見覚えがあると思ったら私と繋がっていた人だ。周りには鬼に協力していた人たちも固まっている。
「しっかりしてください。立てますか?」
「君は……。無事だったんだな。
藤の花の匂い袋は役に立ったよ。おかげで鬼の肉が寄ってこなかった。ありがとう」
「役立ったならよかったです。
もうすぐきちんとした手当が受けられるはずですから、安全な場所で休んでいてくださ、ーーッ!?」
その時だった。
なんだこの、大気がビリビリと震えるほどの恐ろしい気配は!
すごい速さで近づいてくる……!?
「どうかしたのかい?」
「すみません、あとはお任せしても!?」
「あ、ああ、もちろんだとも」
「ありがとう!!」
今度は一体何がーー?
急ぎ杏寿郎さんと炭治郎がいる場所へ合流した瞬間だった。
何かが、ドォン!と目の前へとものすごい勢いで着地した。
激しい揺れ。のち、煙が晴れていく。
そこにいたのは全身に刺青をほどこした、桃色の髪の一人の武人。
いや、ーー鬼だ。
「上弦の……参?
どうして、今ここに…………」
その瞳に刻まれた数字は参。
下弦でもなく、上弦。それも陸でもなく伍でもなく、上から三番目に強い、参。
上弦の鬼には柱が束になっても勝てない。そんな話を聞いたことがある。
この機に上弦だなんて、なんとついていない。
杏寿郎さんもピリピリと気を張り詰め、警戒している。すぐさま戦闘に入れるよう、刀に手をかけて構えている。
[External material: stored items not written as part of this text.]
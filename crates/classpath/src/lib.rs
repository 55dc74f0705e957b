//! Composite class path.
//!
//! A [`ClassPath`] is an ordered search path of [`CodeLocation`]s, each
//! addressed by a URL and backed by a [`CodeSource`]. New locations can be
//! appended to a live instance; existing ones are never revoked, because
//! classes already defined from them stay valid for the lifetime of the
//! instance.
//!
//! Resolution comes in two flavours:
//!
//! * [`ClassPath::find_resource`] reads the current bytes of a resource, uncached.
//! * [`ClassPath::load_class`] defines a [`LoadedClass`] once and caches it.

mod class_path;
mod error;
mod name;
mod source;

pub use class_path::{ClassPath, CodeLocation, LoadedClass, Resource, normalize_location};
pub use error::{ClassPathError, LoadError};
pub use name::ClassName;
pub use source::{CodeSource, DirectorySource, MemorySource};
私もまた、彼と同じく刀に手を置きながらも、ここにいる唯一の負傷者……倒れている炭治郎を庇うようにして立ち塞がった。
鬼は杏寿郎さんを一瞥してから、私と炭治郎を見て目を細めーーそして跳んだ。
一瞬のことだった。
「な、……炭治郎っ!」
杏寿郎さんでもなく私でもなく、鬼が炭治郎目掛けて拳を振り抜いた。
ただの拳なのに風圧を感じる。これは、当たったらただ殴られたものとは違う。殴られた箇所は確実に抉れ、穴の開く攻撃だ。
炭治郎を狙った攻撃を前に、杏寿郎さんが放った弐ノ型・昇り炎天がなかったら、今頃炭治郎は……。
私が抜いた刀では間に合わなかったろう。速さが売りだと思っていたが、私個人の腕の動きはまだまだ杏寿郎さんの足元にも及ばない。鍛錬あるのみだ。
「いい刀だ」
杏寿郎さんの咄嗟の斬撃は強く、鬼の腕が拳から縦に大きく深く抉るように割れたが、当の鬼は一つも動じていなかった。
痛みすら感じていない、そういうかの如く。
それどころか、剣技の腕前を前に嬉しそうだった。
瞬く間に腕が元通りにくっつき、何事もなかったかのように振る舞っている。
これが上弦の回復速度……。
放つ空気の重さといい、その圧迫感は半端なものではない。膝が震えそうになる。
鬼気に飲まれそう……いやこれは武者震いよ。そう思わないと立ってなんていられなかった。
杏寿郎さんでさえ、その再生の速さを見てすぐ手を出さず状況を確認している。
下手に動けば危険だ。
「なぜ手負いの者から狙うのか理解できない」
「話の邪魔になるかと思った。俺とお前の」
あっ意外と論理的な感じがする。
たまに人間の言葉が全く通じない鬼もいるからね。
でも話は通じても、会話は通じないみたい。
そんな悪い鬼は、鬼舞辻無惨の情報をおいておとなしく頸を斬らせてくれればいいのに。なんて現実逃避してみる。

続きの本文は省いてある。